**Requirement**
Every record must be restated exactly as written.

**Provided material**
= Beginning of Section =

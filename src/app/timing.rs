use std::time::{Duration, Instant};
use winit::window::Window;

const TITLE_REFRESH: Duration = Duration::from_millis(500);

/// Frame cadence bookkeeping plus the fps readout in the window title.
pub struct FrameTiming {
    last_title_time: Instant,
    frames_since_title: u32,
    base_title: String,
}

impl FrameTiming {
    pub fn new(base_title: String) -> Self {
        Self {
            last_title_time: Instant::now(),
            frames_since_title: 0,
            base_title,
        }
    }

    /// Counts a frame; every half second rewrites the title with `status` and the fps.
    pub fn update(&mut self, window: &Window, now: Instant, status: &str) {
        self.frames_since_title = self.frames_since_title.saturating_add(1);
        let elapsed = now.saturating_duration_since(self.last_title_time);
        if elapsed < TITLE_REFRESH {
            return;
        }
        let fps = self.frames_since_title as f32 / elapsed.as_secs_f32();
        window.set_title(&title(&self.base_title, status, fps));
        self.frames_since_title = 0;
        self.last_title_time = now;
    }
}

fn title(base: &str, status: &str, fps: f32) -> String {
    if status.is_empty() {
        format!("{} - {:.0} fps", base, fps)
    } else {
        format!("{} - {} - {:.0} fps", base, status, fps)
    }
}

/// Frame interval matching the monitor refresh rate, 60 Hz when unknown.
pub fn target_frame_duration(window: &Window) -> Duration {
    window
        .current_monitor()
        .and_then(|monitor| monitor.refresh_rate_millihertz())
        .map(|millihz| millihz as f32 / 1000.0)
        .filter(|hz| *hz > 1.0)
        .map(|hz| Duration::from_secs_f32(1.0 / hz))
        .unwrap_or(Duration::from_millis(16))
}

#[cfg(test)]
mod tests {
    use super::title;

    #[test]
    fn title_includes_status_when_present() {
        assert_eq!(title("Shadelab", "", 59.6), "Shadelab - 60 fps");
        assert_eq!(title("Shadelab", "Torus", 30.0), "Shadelab - Torus - 30 fps");
    }
}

= End of Section =

**Result below**
filename src/app/timing.rs
use std::time::{Duration, Instant};
use winit::window::Window;

const TITLE_REFRESH: Duration = Duration::from_millis(500);

/// Frame cadence bookkeeping plus the fps readout in the window title.
pub struct FrameTiming {
    last_title_time: Instant,
    frames_since_title: u32,
    base_title: String,
}

impl FrameTiming {
    pub fn new(base_title: String) -> Self {
        Self {
            last_title_time: Instant::now(),
            frames_since_title: 0,
            base_title,
        }
    }

    /// Counts a frame; every half second rewrites the title with `status` and the fps.
    pub fn update(&mut self, window: &Window, now: Instant, status: &str) {
        self.frames_since_title = self.frames_since_title.saturating_add(1);
        let elapsed = now.saturating_duration_since(self.last_title_time);
        if elapsed < TITLE_REFRESH {
            return;
        }
        let fps = self.frames_since_title as f32 / elapsed.as_secs_f32();
        window.set_title(&title(&self.base_title, status, fps));
        self.frames_since_title = 0;
        self.last_title_time = now;
    }
}

fn title(base: &str, status: &str, fps: f32) -> String {
    if status.is_empty() {
        format!("{} - {:.0} fps", base, fps)
    } else {
        format!("{} - {} - {:.0} fps", base, status, fps)
    }
}

/// Frame interval matching the monitor refresh rate, 60 Hz when unknown.
pub fn target_frame_duration(window: &Window) -> Duration {
    window
        .current_monitor()
        .and_then(|monitor| monitor.refresh_rate_millihertz())
        .map(|millihz| millihz as f32 / 1000.0)
        .filter(|hz| *hz > 1.0)
        .map(|hz| Duration::from_secs_f32(1.0 / hz))
        .unwrap_or(Duration::from_millis(16))
}

#[cfg(test)]
mod tests {
    use super::title;

    #[test]
    fn title_includes_status_when_present() {
        assert_eq!(title("Shadelab", "", 59.6), "Shadelab - 60 fps");
        assert_eq!(title("Shadelab", "Torus", 30.0), "Shadelab - Torus - 30 fps");
    }
}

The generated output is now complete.